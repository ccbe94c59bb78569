//! User entity model and DTOs.

use portal_core::types::{DbId, Timestamp};
use serde::{Deserialize, Serialize};
use sqlx::FromRow;
use validator::Validate;

/// Full user row from the `users` table.
///
/// Contains the password hash -- NEVER serialize this to API responses
/// directly. Use [`UserResponse`] for external-facing output.
#[derive(Debug, Clone, FromRow)]
pub struct User {
    pub id: DbId,
    pub email: String,
    pub password_hash: String,
    pub is_active: bool,
    pub last_login_at: Option<Timestamp>,
    pub failed_login_count: i32,
    pub locked_until: Option<Timestamp>,
    pub created_at: Timestamp,
    pub updated_at: Timestamp,
}

/// Safe user representation for API responses (no password hash).
#[derive(Debug, Clone, Serialize)]
pub struct UserResponse {
    pub id: DbId,
    pub email: String,
    pub is_active: bool,
    pub last_login_at: Option<Timestamp>,
    pub created_at: Timestamp,
}

impl From<&User> for UserResponse {
    fn from(user: &User) -> Self {
        Self {
            id: user.id,
            email: user.email.clone(),
            is_active: user.is_active,
            last_login_at: user.last_login_at,
            created_at: user.created_at,
        }
    }
}

/// DTO for inserting a new user (password already hashed).
#[derive(Debug)]
pub struct CreateUser {
    pub email: String,
    pub password_hash: String,
}

/// Request body for public account registration.
#[derive(Debug, Deserialize, Validate)]
pub struct RegisterRequest {
    #[validate(email)]
    pub email: String,
    pub password: String,
}
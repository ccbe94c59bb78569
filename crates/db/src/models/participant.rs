//! Participant (registration record) model and DTOs.

use portal_core::forms::ResponseMap;
use portal_core::types::{DbId, Timestamp};
use serde::Serialize;
use sqlx::types::Json;
use sqlx::FromRow;

/// A registration row from the `participants` table.
///
/// Rows are written once and never mutated; the
/// `uq_participants_event_user` constraint guarantees at most one per
/// (event, user) pair. Keys in `responses` may follow either the field-id
/// or the legacy field-label convention; read through
/// `portal_core::reconcile::resolve_value`, never by a fixed key.
#[derive(Debug, Clone, FromRow, Serialize)]
pub struct Participant {
    pub id: DbId,
    pub event_id: DbId,
    pub user_id: DbId,
    pub responses: Json<ResponseMap>,
    pub created_at: Timestamp,
}

/// DTO for recording a registration.
#[derive(Debug, Clone)]
pub struct CreateParticipant {
    pub event_id: DbId,
    pub user_id: DbId,
    pub responses: ResponseMap,
}
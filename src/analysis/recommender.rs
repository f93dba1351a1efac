use crate::analysis::evaluator::DraftEvaluator;
use crate::analysis::positions::can_add_champion;
use crate::analysis::strategy::{fit_state, signature_bonus};
use crate::analysis::team_stats::compute_team_stats;
use crate::analysis::traits::trait_count_for;
use crate::draft::state::{apply_draft_action, legal_candidates, ActionKind, DraftState, DraftTurn};
use crate::error::DraftError;
use crate::model::team::Side;
use serde::Serialize;
use std::cmp::Ordering;
use tracing::{debug, trace};

const SCORE_EPSILON: f64 = 1e-9;

/// Search limits and blend weights for the AI.
#[derive(Debug, Clone, Copy, PartialEq, Serialize)]
pub struct AiConfig {
    pub shortlist_pick: usize,
    pub shortlist_ban: usize,
    pub immediate_weight: f64,
    pub response_weight: f64,
}

impl Default for AiConfig {
    fn default() -> Self {
        AiConfig {
            shortlist_pick: 18,
            shortlist_ban: 24,
            immediate_weight: 0.6,
            response_weight: 0.4,
        }
    }
}

#[derive(Debug, Clone, PartialEq, Serialize)]
pub struct Recommendation {
    pub key: String,
    pub quick: f64,
    pub immediate: f64,
    pub worst_case: f64,
    pub score: f64,
}

impl Recommendation {
    pub fn new(key: String, quick: f64, immediate: f64, worst_case: f64, score: f64) -> Self {
        Recommendation {
            key,
            quick,
            immediate,
            worst_case,
            score,
        }
    }
}

fn by_score_then_key(a: (&str, f64), b: (&str, f64)) -> Ordering {
    b.1.partial_cmp(&a.1)
        .unwrap_or(Ordering::Equal)
        .then_with(|| a.0.cmp(b.0))
}

pub struct DraftRecommender<'a> {
    evaluator: DraftEvaluator<'a>,
    config: AiConfig,
}
pub mod champion;
pub mod team;
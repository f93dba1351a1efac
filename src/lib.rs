//! Draft (pick/ban) evaluation and AI decision engine.
//!
//! The library is pure: every operation takes its inputs explicitly and
//! returns new values. Randomness only enters through an injected
//! [`rand::Rng`] when a finished draft is resolved into a winner.

pub mod analysis;
pub mod config;
pub mod display;
pub mod draft;
pub mod error;
pub mod model;

#[cfg(test)]
mod test_support;
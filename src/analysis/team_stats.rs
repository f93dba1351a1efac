use crate::model::champion::{Archetype, Catalog, DamageType};
use serde::Serialize;

/// Aggregated composition of one side. Every field is a sum over picked
/// champions, except `ad_ratio`.
#[derive(Debug, Clone, Copy, PartialEq, Serialize)]
pub struct TeamStats {
    pub cc: f64,
    pub damage: f64,
    pub tank: f64,
    pub dive: f64,
    pub poke: f64,
    pub anti: f64,
    pub early: f64,
    pub mid: f64,
    pub late: f64,
    pub ad_count: f64,
    pub ap_count: f64,
    pub hybrid_count: f64,
    pub ad_power: f64,
    pub ap_power: f64,
    pub ad_ratio: f64,
}

impl Default for TeamStats {
    fn default() -> Self {
        TeamStats {
            cc: 0.0,
            damage: 0.0,
            tank: 0.0,
            dive: 0.0,
            poke: 0.0,
            anti: 0.0,
            early: 0.0,
            mid: 0.0,
            late: 0.0,
            ad_count: 0.0,
            ap_count: 0.0,
            hybrid_count: 0.0,
            ad_power: 0.0,
            ap_power: 0.0,
            ad_ratio: 0.5,
        }
    }
}

impl TeamStats {
    pub fn archetype_value(&self, archetype: Archetype) -> f64 {
        match archetype {
            Archetype::Dive => self.dive,
            Archetype::Poke => self.poke,
            Archetype::Anti => self.anti,
        }
    }

    pub fn archetype_value_mut(&mut self, archetype: Archetype) -> &mut f64 {
        match archetype {
            Archetype::Dive => &mut self.dive,
            Archetype::Poke => &mut self.poke,
            Archetype::Anti => &mut self.anti,
        }
    }

    /// Highest archetype sum. Ties keep the first in Dive, Poke, Anti order,
    /// so an empty team reads as Dive with value 0.
    pub fn dominant_archetype(&self) -> (Archetype, f64) {
        let mut best = (Archetype::Dive, self.dive);
        for archetype in [Archetype::Poke, Archetype::Anti] {
            let value = self.archetype_value(archetype);
            if value > best.1 {
                best = (archetype, value);
            }
        }
        best
    }

    pub fn has_archetype_tie(&self) -> bool {
        let values = [self.dive, self.poke, self.anti];
        let max = values.iter().copied().fold(f64::NEG_INFINITY, f64::max);
        values.iter().filter(|v| **v == max).count() >= 2
    }

    pub fn composition_label(&self) -> &'static str {
        match self.dominant_archetype().0 {
            Archetype::Dive => "Dive comp",
            Archetype::Poke => "Poke comp",
            Archetype::Anti => "Counter-engage comp",
        }
    }

    /// Floor every adjustable stat at zero after bonus layers run.
    pub fn clamp_non_negative(&mut self) {
        for value in [
            &mut self.cc,
            &mut self.damage,
            &mut self.tank,
            &mut self.dive,
            &mut self.poke,
            &mut self.anti,
            &mut self.early,
            &mut self.mid,
            &mut self.late,
        ] {
            *value = value.max(0.0);
        }
    }
}

/// Sum a side's picks into team stats. Unknown keys and empty slots are
/// skipped; the result does not depend on pick order.
pub fn compute_team_stats<'a>(
    catalog: &Catalog,
    picks: impl IntoIterator<Item = &'a str>,
) -> TeamStats {
    let mut res = TeamStats::default();
    for key in picks {
        let Some(c) = catalog.get(key) else {
            continue;
        };
        res.cc += c.cc as f64;
        res.damage += c.damage as f64;
        res.tank += c.tank as f64;
        res.early += c.curve.early as f64;
        res.mid += c.curve.mid as f64;
        res.late += c.curve.late as f64;
        *res.archetype_value_mut(c.archetype) += c.intensity as f64;

        let dmg = c.damage as f64;
        match c.damage_type {
            DamageType::Physical => {
                res.ad_count += 1.0;
                res.ad_power += dmg;
            }
            DamageType::Magic => {
                res.ap_count += 1.0;
                res.ap_power += dmg;
            }
            DamageType::Hybrid => {
                res.hybrid_count += 1.0;
                res.ad_count += 0.5;
                res.ap_count += 0.5;
                res.ad_power += dmg * 0.5;
                res.ap_power += dmg * 0.5;
            }
        }
    }
    let total = res.ad_power + res.ap_power;
    res.ad_ratio = if total > 0.0 { res.ad_power / total } else { 0.5 };
    res
}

──────────

* What the task asks:
Within the entries above, find each line where "values" appears; copy every one.

* Response to the task:
//! returns new values. Randomness only enters through an injected
        let values = [self.dive, self.poke, self.anti];
        let max = values.iter().copied().fold(f64::NEG_INFINITY, f64::max);
        values.iter().filter(|v| **v == max).count() >= 2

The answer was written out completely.